The EU aims to conclude a free trade agreement with Japan this year, a European Commission source close to the negotiations told Euractiv on Monday.
Patrick Messerlin, Professor Emeritus of Economics at Sciences Po Paris and Chairman of European Centre for International Political Economy's Steering Committee, told Radio Sputnik that the details of such deals take a long time to hammer out, but he is optimistic that the two sides will be able to do so in time.
"History shows that it takes much more time than expected, often for very minute details. For example, Canada and the EU had struggled for three years before finally resolving issues like 50,000 tons of beef. A very minor issue, but it takes a long time," Messerlin said.
Last week, the European Parliament in Strasbourg approved the Comprehensive Economic and Trade Agreement (CETA) between Canada and the EU. Yet to be ratified by the Canadian Senate, CETA includes quotas that, for example, allow the EU to export 30,000 tons of cheese to Canada duty-free, and Canada to export 55,000 tons of beef to the EU without tariffs.
Messerlin said that a free trade deal with Japan should be a priority for the EU, as part of a "pivot to Asia" policy.

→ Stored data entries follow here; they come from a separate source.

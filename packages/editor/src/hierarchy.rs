//! # Page Hierarchy
//!
//! Structural edits and derived views over a site's flat page list.
//!
//! ## Invariants
//!
//! - `parent_id` links form a forest: no page is its own ancestor.
//! - A page's `children` holds exactly the ids of the pages whose
//!   `parent_id` is that page, sorted by `order`.
//! - `order` is unique within each sibling group (pages sharing a
//!   `parent_id`, including the root group).
//!
//! Every edit returns a new page list and keeps all three invariants in the
//! returned value. Unknown ids and moves that would create a cycle are
//! silent no-ops. [`validate_hierarchy`] checks the invariants on lists that
//! came from outside (storage, the hierarchy editor).

use crate::mutations::MutationError;
use serde::{Deserialize, Serialize};
use sitecraft_model::{
    slugify, unique_slug, validate_slug, DropPosition, IdSource, Page, PagePatch, PageSettings,
};
use std::collections::{HashMap, HashSet};
use tracing::{debug, warn};

/// What happens to the children of a deleted page
#[derive(Debug, Clone, Copy, Default, PartialEq, Eq, Serialize, Deserialize)]
#[serde(rename_all = "camelCase")]
pub enum OrphanPolicy {
    /// Children move up to the deleted page's parent, after its existing
    /// children, keeping their relative order
    #[default]
    PromoteToParent,
    /// The whole subtree is deleted
    Cascade,
}

/// Node of the site map / navigation menu
#[derive(Debug, Clone, PartialEq, Eq, Serialize, Deserialize)]
#[serde(rename_all = "camelCase")]
pub struct NavigationItem {
    pub id: String,
    pub title: String,
    pub path: String,
    pub children: Vec<NavigationItem>,
    pub is_published: bool,
}
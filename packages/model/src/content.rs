//! Typed block content, one shape per block type
//!
//! `BlockContent` is adjacently tagged: `"type"` names the block type and
//! `"content"` holds the matching shape. A block's type and the shape of
//! its content are the same value and can never disagree.

use crate::block::{Block, BlockType};
use serde::{Deserialize, Serialize};

#[derive(Debug, Clone, PartialEq, Serialize, Deserialize)]
#[serde(tag = "type", content = "content", rename_all = "lowercase")]
pub enum BlockContent {
    Text(TextContent),
    Heading(HeadingContent),
    Image(ImageContent),
    Columns(ColumnsContent),
    Table(TableContent),
    Video(VideoContent),
    Form(FormContent),
    Embed(EmbedContent),
    Gallery(GalleryContent),
    Button(ButtonContent),
    Spacer(SpacerContent),
    Html(HtmlContent),
    A(LinkContent),
    Div(MarkupContent),
    Span(MarkupContent),
}

impl BlockContent {
    /// Default content for a freshly created block of `block_type`
    pub fn default_for(block_type: BlockType) -> Self {
        match block_type {
            BlockType::Text => Self::Text(TextContent::default()),
            BlockType::Heading => Self::Heading(HeadingContent::default()),
            BlockType::Image => Self::Image(ImageContent::default()),
            BlockType::Columns => Self::Columns(ColumnsContent::evenly_split(2, "col")),
            BlockType::Table => Self::Table(TableContent::default()),
            BlockType::Video => Self::Video(VideoContent::default()),
            BlockType::Form => Self::Form(FormContent::default()),
            BlockType::Embed => Self::Embed(EmbedContent::default()),
            BlockType::Gallery => Self::Gallery(GalleryContent::default()),
            BlockType::Button => Self::Button(ButtonContent::default()),
            BlockType::Spacer => Self::Spacer(SpacerContent::default()),
            BlockType::Html => Self::Html(HtmlContent::default()),
            BlockType::A => Self::A(LinkContent::default()),
            BlockType::Div => Self::Div(MarkupContent::default()),
            BlockType::Span => Self::Span(MarkupContent::default()),
        }
    }

    pub fn block_type(&self) -> BlockType {
        match self {
            Self::Text(_) => BlockType::Text,
            Self::Heading(_) => BlockType::Heading,
            Self::Image(_) => BlockType::Image,
            Self::Columns(_) => BlockType::Columns,
            Self::Table(_) => BlockType::Table,
            Self::Video(_) => BlockType::Video,
            Self::Form(_) => BlockType::Form,
            Self::Embed(_) => BlockType::Embed,
            Self::Gallery(_) => BlockType::Gallery,
            Self::Button(_) => BlockType::Button,
            Self::Spacer(_) => BlockType::Spacer,
            Self::Html(_) => BlockType::Html,
            Self::A(_) => BlockType::A,
            Self::Div(_) => BlockType::Div,
            Self::Span(_) => BlockType::Span,
        }
    }

    /// Shorthand for a text block's content
    pub fn text(text: impl Into<String>) -> Self {
        Self::Text(TextContent {
            text: text.into(),
            format: TextFormat::default(),
        })
    }
}

#[derive(Debug, Clone, Copy, Default, PartialEq, Eq, Serialize, Deserialize)]
#[serde(default)]
pub struct TextFormat {
    pub bold: bool,
    pub italic: bool,
    pub underline: bool,
    pub strikethrough: bool,
}

#[derive(Debug, Clone, Default, PartialEq, Serialize, Deserialize)]
#[serde(default)]
pub struct TextContent {
    pub text: String,
    pub format: TextFormat,
}

#[derive(Debug, Clone, PartialEq, Serialize, Deserialize)]
#[serde(default)]
pub struct HeadingContent {
    pub text: String,
    /// 1-6, as in `<h1>`..`<h6>`
    pub level: u8,
}

impl Default for HeadingContent {
    fn default() -> Self {
        Self {
            text: String::new(),
            level: 2,
        }
    }
}

#[derive(Debug, Clone, Copy, Default, PartialEq, Eq, Serialize, Deserialize)]
pub enum AspectRatio {
    #[default]
    #[serde(rename = "16:9")]
    Widescreen,
    #[serde(rename = "4:3")]
    Standard,
    #[serde(rename = "1:1")]
    Square,
    #[serde(rename = "21:9")]
    Ultrawide,
    #[serde(rename = "original")]
    Original,
}

/// Focal point in normalized image coordinates (0-1 on both axes)
#[derive(Debug, Clone, Copy, PartialEq, Serialize, Deserialize)]
pub struct FocalPoint {
    pub x: f32,
    pub y: f32,
}

impl Default for FocalPoint {
    fn default() -> Self {
        Self { x: 0.5, y: 0.5 }
    }
}

#[derive(Debug, Clone, Default, PartialEq, Serialize, Deserialize)]
#[serde(rename_all = "camelCase", default)]
pub struct ImageContent {
    pub url: String,
    pub alt: String,
    pub focal_point: FocalPoint,
    pub aspect_ratio: AspectRatio,
}

/// Fractional-width container of blocks inside a columns block
#[derive(Debug, Clone, PartialEq, Serialize, Deserialize)]
pub struct Column {
    pub id: String,
    /// Fraction of the parent width (0-1)
    pub width: f32,
    #[serde(default)]
    pub blocks: Vec<Block>,
}

impl Column {
    pub fn new(id: impl Into<String>, width: f32) -> Self {
        Self {
            id: id.into(),
            width,
            blocks: Vec::new(),
        }
    }

    pub fn with_blocks(mut self, blocks: Vec<Block>) -> Self {
        self.blocks = blocks;
        self
    }
}

#[derive(Debug, Clone, Default, PartialEq, Serialize, Deserialize)]
#[serde(default)]
pub struct ColumnsContent {
    pub columns: Vec<Column>,
}

impl ColumnsContent {
    /// `count` empty columns of equal width, ids `<prefix>-1`..`<prefix>-n`
    pub fn evenly_split(count: usize, id_prefix: &str) -> Self {
        let width = if count == 0 { 0.0 } else { 1.0 / count as f32 };
        Self {
            columns: (1..=count)
                .map(|n| Column::new(format!("{}-{}", id_prefix, n), width))
                .collect(),
        }
    }

    /// Sum of column widths (expected to be at most 1)
    pub fn total_width(&self) -> f32 {
        self.columns.iter().map(|c| c.width).sum()
    }

    pub fn column(&self, column_id: &str) -> Option<&Column> {
        self.columns.iter().find(|c| c.id == column_id)
    }
}

#[derive(Debug, Clone, PartialEq, Serialize, Deserialize)]
#[serde(rename_all = "camelCase", default)]
pub struct TableContent {
    pub rows: Vec<Vec<String>>,
    pub has_header: bool,
}

impl Default for TableContent {
    fn default() -> Self {
        Self {
            rows: vec![vec![String::new(); 2]; 2],
            has_header: true,
        }
    }
}

#[derive(Debug, Clone, PartialEq, Serialize, Deserialize)]
#[serde(rename_all = "camelCase", default)]
pub struct VideoContent {
    pub url: String,
    pub aspect_ratio: AspectRatio,
    pub autoplay: bool,
    pub controls: bool,
}

impl Default for VideoContent {
    fn default() -> Self {
        Self {
            url: String::new(),
            aspect_ratio: AspectRatio::Widescreen,
            autoplay: false,
            controls: true,
        }
    }
}

#[derive(Debug, Clone, Default, PartialEq, Eq, Serialize, Deserialize)]
#[serde(rename_all = "camelCase", default)]
pub struct FormField {
    pub name: String,
    pub label: String,
    /// Input kind (`text`, `email`, `textarea`, ...)
    pub kind: String,
    pub required: bool,
}

#[derive(Debug, Clone, PartialEq, Eq, Serialize, Deserialize)]
#[serde(rename_all = "camelCase", default)]
pub struct FormContent {
    pub fields: Vec<FormField>,
    pub submit_label: String,
}

impl Default for FormContent {
    fn default() -> Self {
        Self {
            fields: Vec::new(),
            submit_label: "Submit".to_string(),
        }
    }
}

#[derive(Debug, Clone, Default, PartialEq, Eq, Serialize, Deserialize)]
#[serde(rename_all = "camelCase", default)]
pub struct EmbedContent {
    pub html: String,
    #[serde(skip_serializing_if = "Option::is_none")]
    pub original_content: Option<String>,
}

#[derive(Debug, Clone, Copy, Default, PartialEq, Eq, Serialize, Deserialize)]
#[serde(rename_all = "lowercase")]
pub enum GalleryLayout {
    #[default]
    Grid,
    Masonry,
    Carousel,
}

#[derive(Debug, Clone, Default, PartialEq, Eq, Serialize, Deserialize)]
#[serde(default)]
pub struct GalleryImage {
    pub url: String,
    pub alt: String,
    #[serde(skip_serializing_if = "Option::is_none")]
    pub caption: Option<String>,
    pub width: u32,
    pub height: u32,
}

#[derive(Debug, Clone, PartialEq, Eq, Serialize, Deserialize)]
#[serde(rename_all = "camelCase", default)]
pub struct GalleryContent {
    pub images: Vec<GalleryImage>,
    pub layout: GalleryLayout,
    pub column_count: u32,
}

impl Default for GalleryContent {
    fn default() -> Self {
        Self {
            images: Vec::new(),
            layout: GalleryLayout::Grid,
            column_count: 3,
        }
    }
}

#[derive(Debug, Clone, PartialEq, Eq, Serialize, Deserialize)]
#[serde(rename_all = "camelCase", default)]
pub struct ButtonContent {
    pub label: String,
    pub href: String,
    pub open_in_new_tab: bool,
}

impl Default for ButtonContent {
    fn default() -> Self {
        Self {
            label: "Button".to_string(),
            href: String::new(),
            open_in_new_tab: false,
        }
    }
}

#[derive(Debug, Clone, PartialEq, Eq, Serialize, Deserialize)]
#[serde(default)]
pub struct SpacerContent {
    /// Height in pixels
    pub height: u32,
}

impl Default for SpacerContent {
    fn default() -> Self {
        Self { height: 32 }
    }
}

#[derive(Debug, Clone, Default, PartialEq, Eq, Serialize, Deserialize)]
#[serde(default)]
pub struct HtmlContent {
    pub html: String,
}

#[derive(Debug, Clone, Default, PartialEq, Eq, Serialize, Deserialize)]
#[serde(default)]
pub struct LinkContent {
    pub text: String,
    pub href: String,
    #[serde(skip_serializing_if = "Option::is_none")]
    pub target: Option<String>,
}

/// Content of generic `div`/`span` skeleton blocks
#[derive(Debug, Clone, Default, PartialEq, Eq, Serialize, Deserialize)]
#[serde(rename_all = "camelCase", default)]
pub struct MarkupContent {
    #[serde(skip_serializing_if = "Option::is_none")]
    pub text: Option<String>,
    #[serde(skip_serializing_if = "Option::is_none")]
    pub class_name: Option<String>,
}

#[cfg(test)]
mod tests {
    use super::*;

    #[test]
    fn test_content_tagged_by_type() {
        let content = BlockContent::text("Hello");
        let json = serde_json::to_value(&content).unwrap();

        assert_eq!(json["type"], "text");
        assert_eq!(json["content"]["text"], "Hello");
        assert_eq!(json["content"]["format"]["bold"], false);
    }

    #[test]
    fn test_partial_image_content_deserializes() {
        let content: BlockContent = serde_json::from_str(
            r#"{ "type": "image", "content": { "url": "", "alt": "Hero background", "aspectRatio": "21:9" } }"#,
        )
        .unwrap();

        match content {
            BlockContent::Image(image) => {
                assert_eq!(image.alt, "Hero background");
                assert_eq!(image.aspect_ratio, AspectRatio::Ultrawide);
                assert_eq!(image.focal_point, FocalPoint { x: 0.5, y: 0.5 });
            }
            other => panic!("expected image content, got {:?}", other),
        }
    }

    #[test]
    fn test_every_type_has_matching_default() {
        for block_type in BlockType::ALL {
            assert_eq!(BlockContent::default_for(block_type).block_type(), block_type);
        }
    }

    #[test]
    fn test_evenly_split_columns() {
        let columns = ColumnsContent::evenly_split(4, "c");
        assert_eq!(columns.columns.len(), 4);
        assert_eq!(columns.columns[3].id, "c-4");
        assert!((columns.total_width() - 1.0).abs() < 1e-6);
        assert!(ColumnsContent::evenly_split(0, "c").columns.is_empty());
    }

    #[test]
    fn test_markup_tags_serialize_lowercase() {
        let json = serde_json::to_value(BlockContent::Div(MarkupContent::default())).unwrap();
        assert_eq!(json["type"], "div");
        let json = serde_json::to_value(BlockContent::A(LinkContent::default())).unwrap();
        assert_eq!(json["type"], "a");
    }
}
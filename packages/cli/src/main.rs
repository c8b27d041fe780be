mod commands;
mod config;

use clap::{Parser, Subcommand};
use colored::Colorize;
use commands::{
    add_page, delete_page, export, init, insert, library, move_page, pages, AddPageArgs,
    DeletePageArgs, ExportArgs, InitArgs, InsertArgs, LibraryArgs, MovePageArgs, PagesArgs,
};
use tracing_subscriber::EnvFilter;

/// Sitecraft CLI - edit sites from the terminal
#[derive(Parser, Debug)]
#[command(name = "sitecraft")]
#[command(author, version, about, long_about = None)]
struct Cli {
    #[command(subcommand)]
    command: Command,
}

#[derive(Subcommand, Debug)]
enum Command {
    /// Initialize a new site with a Home page
    Init(InitArgs),

    /// Print the page tree
    Pages(PagesArgs),

    /// Add a page
    AddPage(AddPageArgs),

    /// Move a page before, after or inside another page
    MovePage(MovePageArgs),

    /// Delete a page
    DeletePage(DeletePageArgs),

    /// Insert a template or combination into a page
    Insert(InsertArgs),

    /// List the block library
    Library(LibraryArgs),

    /// Export the site as JSON
    Export(ExportArgs),
}

fn main() {
    tracing_subscriber::fmt()
        .with_env_filter(EnvFilter::try_from_default_env().unwrap_or_else(|_| EnvFilter::new("warn")))
        .init();

    let cli = Cli::parse();

    let result = std::env::current_dir()
        .map_err(anyhow::Error::from)
        .and_then(|cwd| {
            let cwd = cwd.display().to_string();
            match cli.command {
                Command::Init(args) => init(args, &cwd),
                Command::Pages(args) => pages(args, &cwd),
                Command::AddPage(args) => add_page(args, &cwd),
                Command::MovePage(args) => move_page(args, &cwd),
                Command::DeletePage(args) => delete_page(args, &cwd),
                Command::Insert(args) => insert(args, &cwd),
                Command::Library(args) => library(args, &cwd),
                Command::Export(args) => export(args, &cwd),
            }
        });

    if let Err(err) = result {
        eprintln!();
        eprintln!("{} {}", "Error:".red().bold(), err);
        eprintln!();
        std::process::exit(1);
    }
}
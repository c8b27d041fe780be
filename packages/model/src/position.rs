use crate::error::ModelError;
use serde::{Deserialize, Serialize};
use std::fmt;
use std::str::FromStr;

/// Where a dragged block or page lands relative to its drop target
#[derive(Debug, Clone, Copy, PartialEq, Eq, Hash, Serialize, Deserialize)]
#[serde(rename_all = "lowercase")]
pub enum DropPosition {
    Before,
    After,
    Inside,
}

impl DropPosition {
    /// Map a pointer offset inside a target of height `height`: top quarter
    /// is `Before`, bottom quarter is `After`, the middle is `Inside`
    pub fn from_offset(y: f32, height: f32) -> Self {
        if y < height * 0.25 {
            DropPosition::Before
        } else if y > height * 0.75 {
            DropPosition::After
        } else {
            DropPosition::Inside
        }
    }

    pub fn as_str(&self) -> &'static str {
        match self {
            DropPosition::Before => "before",
            DropPosition::After => "after",
            DropPosition::Inside => "inside",
        }
    }
}

impl fmt::Display for DropPosition {
    fn fmt(&self, f: &mut fmt::Formatter<'_>) -> fmt::Result {
        f.write_str(self.as_str())
    }
}

impl FromStr for DropPosition {
    type Err = ModelError;

    fn from_str(s: &str) -> Result<Self, Self::Err> {
        match s.to_ascii_lowercase().as_str() {
            "before" => Ok(DropPosition::Before),
            "after" => Ok(DropPosition::After),
            "inside" => Ok(DropPosition::Inside),
            _ => Err(ModelError::UnknownPosition(s.to_string())),
        }
    }
}

#[cfg(test)]
mod tests {
    use super::*;

    #[test]
    fn test_from_offset_thresholds() {
        assert_eq!(DropPosition::from_offset(5.0, 100.0), DropPosition::Before);
        assert_eq!(DropPosition::from_offset(50.0, 100.0), DropPosition::Inside);
        assert_eq!(DropPosition::from_offset(75.0, 100.0), DropPosition::Inside);
        assert_eq!(DropPosition::from_offset(90.0, 100.0), DropPosition::After);
    }

    #[test]
    fn test_parse() {
        assert_eq!("Inside".parse::<DropPosition>().unwrap(), DropPosition::Inside);
        assert!("above".parse::<DropPosition>().is_err());
    }
}
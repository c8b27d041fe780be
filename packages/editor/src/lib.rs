//! # Sitecraft Editor
//!
//! Editing engine for sitecraft sites.
//!
//! ## Architecture
//!
//! ```text
//! ┌─────────────────────────────────────────────┐
//! │ model: Site → Page → Block data types       │
//! └─────────────────────────────────────────────┘
//!                     ↓
//! ┌─────────────────────────────────────────────┐
//! │ editor: pure operations + editing session   │
//! │  - Block tree edits (find/update/move/...)  │
//! │  - Page hierarchy edits and derived views   │
//! │  - Template/combination expansion           │
//! │  - Mutations with snapshot undo/redo        │
//! └─────────────────────────────────────────────┘
//!                     ↓
//! ┌─────────────────────────────────────────────┐
//! │ storage: load/save/export sites             │
//! └─────────────────────────────────────────────┘
//! ```
//!
//! ## Core Principles
//!
//! 1. **Values in, values out**: operations never modify their inputs
//! 2. **Speculative edits are no-ops**: unknown ids return the input
//! 3. **Caller bugs are errors**: unknown templates, bad indices
//! 4. **Injected collaborators**: the block library and id source are
//!    passed in, never global
//!
//! ## Usage
//!
//! ```rust,ignore
//! use sitecraft_editor::{FileStorage, Mutation, Registry, SiteDocument};
//!
//! let mut storage = FileStorage::new("site");
//! let mut doc = SiteDocument::open(&storage, "site", Registry::builtin(), 50)?;
//!
//! doc.apply(&Mutation::InsertCombination {
//!     page_id: "home".to_string(),
//!     combination_id: "hero-section".to_string(),
//!     placement: None,
//! })?;
//!
//! doc.undo();
//! doc.save(&mut storage)?;
//! ```

pub mod block_tree;
pub mod hierarchy;
pub mod registry;

mod document;
mod errors;
mod mutations;
mod storage;
mod undo_stack;

pub use block_tree::ForestRef;
pub use document::{ApplyOutcome, SiteDocument};
pub use errors::EditorError;
pub use hierarchy::{Breadcrumb, NavigationItem, OrphanPolicy};
pub use mutations::{ApplyContext, Mutation, MutationError, MutationResult, Placement};
pub use registry::{BlockCombination, BlockTemplate, Registry, TemplateCategory};
pub use storage::{export_site, import_site, FileStorage, MemoryStorage, SiteStorage};
pub use undo_stack::{HistoryState, UndoStack, DEFAULT_MAX_LEVELS};

pub use sitecraft_model as model;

"We in Europe need to pivot to Asia. We already have an agreement with South Korea and we need another agreement and Japan is the main target because it's a very large country so that could have a positive impact on our economy … we could export more and Japan also offers huge access to the Southeast Asian market – Indonesia, Vietnam, they have a lot of contact with them so it would be good for us, indirectly, to access these new markets."
"There are definitely huge potential benefits" for industry and services in both the EU and Japan, Messerlin said.
For the EU, Japan presents a huge, well-regulated market for agricultural goods. Goods allowed on the Japanese market are well-regarded in other Asian countries.
Financial services and the transport sector, particularly railways, a traditional Japanese strength, would also benefit from a free trade deal.
However, Messerlin noted that any free trade deal results in some losers, and the respective governments will have to compensate those people.
"As usual, when you open trade and the economy, there are some losing sides. Some people are losing, so we have to compensate these people in some way, and this is a task of the government."
"The government is not inactive when you sign a trade agreement, it's not the demise of the government. On the contrary, the government should really cope with all these issues in an innovative way and that's not always easy of course," the economist said.
The Japanese parliament had ratified the TPP in December, but in January US President Donald Trump singed an executive order withdrawing the US from the trade deal, a flagship economic policy of the Obama administration.
Trump has stated that he wants to pursue a more protectionist economic policy and renegotiate the NAFTA free trade deal with Canada and Mexico. However, the EU still maintains hope that the US will ratify the TIIP.
The US President has publicly attacked the TPP and NAFTA, "but he hasn't said anything about TTIP," EU Commission Vice-President Jyrki Katainen told Reuters earlier this month.
"Let me say: there is still hope for the TTIP," he added.